SUPPLIED DATA START

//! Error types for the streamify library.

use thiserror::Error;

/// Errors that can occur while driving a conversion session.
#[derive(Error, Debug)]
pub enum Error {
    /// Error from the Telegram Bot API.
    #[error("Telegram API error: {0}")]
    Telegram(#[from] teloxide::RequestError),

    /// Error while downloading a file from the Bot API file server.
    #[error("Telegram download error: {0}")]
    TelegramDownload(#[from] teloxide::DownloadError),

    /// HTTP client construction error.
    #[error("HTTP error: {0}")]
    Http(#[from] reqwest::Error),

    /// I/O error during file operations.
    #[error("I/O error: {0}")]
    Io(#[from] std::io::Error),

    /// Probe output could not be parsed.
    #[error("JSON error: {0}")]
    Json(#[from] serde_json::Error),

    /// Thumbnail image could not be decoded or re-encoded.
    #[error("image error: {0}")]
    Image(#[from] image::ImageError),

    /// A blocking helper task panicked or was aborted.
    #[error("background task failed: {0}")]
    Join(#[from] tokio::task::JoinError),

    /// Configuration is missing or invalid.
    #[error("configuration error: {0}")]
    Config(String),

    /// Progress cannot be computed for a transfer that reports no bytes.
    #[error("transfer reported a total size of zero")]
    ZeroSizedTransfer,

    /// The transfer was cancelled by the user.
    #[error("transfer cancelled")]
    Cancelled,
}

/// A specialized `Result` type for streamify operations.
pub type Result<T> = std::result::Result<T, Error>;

SUPPLIED DATA END

→ TASK ITEM:
In the records above, find the line with "#[derive(Error, Debug)]"; write out exactly that line and each one after it, stopping after the line with "API file server.".

→ SOLUTION FOR THIS EXERCISE:
#[derive(Error, Debug)]
pub enum Error {
    /// Error from the Telegram Bot API.
    #[error("Telegram API error: {0}")]
    Telegram(#[from] teloxide::RequestError),

    /// Error while downloading a file from the Bot API file server.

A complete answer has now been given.